New York State Court of Claims

New York State Court of Claims

ROSADO v. THE STATE OF NEW YORK, #2001-028-0012, Claim No. 100322


Negligence - failure to use seatbelts. Claimant, inmate, was returning from medical trip in State van when van was struck in rear. Claimant failed to meet threshold as there was no medical evidence to support showing of "serious injury" within the meaning of Insurance Law 5102(d). Claim dismissed.

Case Information

LUIS ROSADO The caption of the claim is amended to reflect the State of New York as the only proper party defendant.
Claimant short name:
Footnote (claimant name) :

Footnote (defendant name) :
The caption of the claim is amended to reflect the State of New York as the only proper party defendant.
Third-party claimant(s):

Third-party defendant(s):

Claim number(s):
Motion number(s):

Cross-motion number(s):

Claimant's attorney:
Defendant's attorney:
BY: Michael Friedman, Esq.
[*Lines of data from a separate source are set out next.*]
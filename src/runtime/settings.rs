use crate::config;

/// Load settings, falling back to defaults.
///
/// Logging is not up yet when this runs, so the reason for a fallback is
/// handed back for the caller to log once it is.
pub fn load_settings() -> (config::Settings, Option<String>) {
    match config::Settings::load() {
        Ok(s) => match s.validate() {
            Ok(()) => (s, None),
            Err(msg) => (
                config::Settings::default(),
                Some(format!("invalid config, using defaults: {msg}")),
            ),
        },
        // Config is optional; failures should not prevent the app from starting.
        Err(e) => (
            config::Settings::default(),
            Some(format!("failed to load config, using defaults: {e}")),
        ),
    }
}
use std::cell::RefCell;
use std::rc::Rc;
use std::sync::Arc;
use std::sync::mpsc::{self, Receiver, Sender};

use log::{debug, info, warn};
use rand::{Rng, SeedableRng};
use rand::rngs::StdRng;

use crate::audio::{DecodeError, DecodeTicket, DecodedAudio, EngineHandle, VoiceId};
use crate::dispatcher::{DispatchError, DispatchToken, Dispatcher};
use crate::song::{PlaybackError, Song, TrackId, TrackInfo};

use super::actions::Action;
use super::prefs::{PreferenceStore, Preferences, REPEAT_KEY, SHUFFLE_KEY};
use super::repeat::RepeatMode;
use super::shuffle::{remove_position, shuffled_order};

#[derive(Debug, Copy, Clone, PartialEq, Eq)]
pub enum StoreEvent {
    Change,
}

pub type StoreHandle = Rc<RefCell<PlaylistStore>>;

/// One playlist row as the UI shows it.
#[derive(Debug, Clone, PartialEq)]
pub struct TrackRow {
    pub id: TrackId,
    pub title: String,
    pub artist: String,
    pub album: Option<String>,
    pub has_picture: bool,
    pub display: String,
    /// 0 until the track was decoded once.
    pub duration: f64,
}

/// Everything a renderer needs, read in one go after a change.
#[derive(Debug, Clone, Default, PartialEq)]
pub struct Snapshot {
    /// Base playlist order.
    pub tracks: Vec<TrackRow>,
    /// Play order as base indices; differs from `0..tracks.len()` while shuffled.
    pub order: Vec<usize>,
    /// Base index of the current track.
    pub current: Option<usize>,
    pub playing: bool,
    pub paused: bool,
    pub loading: bool,
    pub shuffle: bool,
    pub repeat: RepeatMode,
    pub position: f64,
    pub duration: f64,
    pub fraction: f64,
    pub volume: f32,
    pub last_error: Option<String>,
}

/// The playlist and everything about what is playing.
///
/// Mutated only from the handler installed by [`PlaylistStore::register`];
/// everything else reads through the accessors.
pub struct PlaylistStore {
    songs: Vec<Song>,
    /// Present exactly while shuffle is on.
    shuffle_view: Option<Vec<usize>>,
    /// Position in the active ordering (the shuffle view when present).
    current: usize,
    playing: bool,
    paused: bool,
    shuffle: bool,
    repeat: RepeatMode,
    next_id: u64,
    engine: EngineHandle,
    prefs: Box<dyn PreferenceStore>,
    rng: StdRng,
    listeners: Vec<Sender<StoreEvent>>,
    last_error: Option<String>,
}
Assistant Attorney General
Third-party defendant's attorney:

Signature date:
April 13, 2001

Official citation:

Appellate results:

See also (multicaptioned case)


This claim arises out of a motor vehicle accident which occurred on May 19, 1998 while claimant was being transported back to Eastern Correctional Facility from a medical appointment in a vehicle owned by the Department of Correctional Services and operated by its employees. Claimant alleges that the Defendant was negligent in failing to fasten his seat belt when he was placed, handcuffed, in the transport vehicle.

Claimant testified that the accident occurred when the van in which he was riding was struck in the rear while stopped for road construction. Claimant described the vehicle as "a regular State van" and "bus" used to transport inmates.[1]
According to claimant, the force of the impact propelled him into the back of the inmate seated in front of him. Claimant testified the van was equipped with seat belts, but they were not fastened by the DOCS employees when he was placed in the vehicle. Claimant stated he could not fasten his own seat belt as he was restrained with handcuffs. While his hands were joined in front, he nevertheless could not fasten his seat belt as the handcuffs were affixed to a waist chain. He also wore leg irons upon his ankles. Claimant testified in very vague terms regarding the injury he alleged he sustained.[2]
The Defendant moved to dismiss the claim at the conclusion of Claimant's proof on the basis that, inter alia, claimant failed to establish he had suffered a serious injury as required by Insurance Law 5102. The Court reserved decision at trial and now addresses Defendant's motion.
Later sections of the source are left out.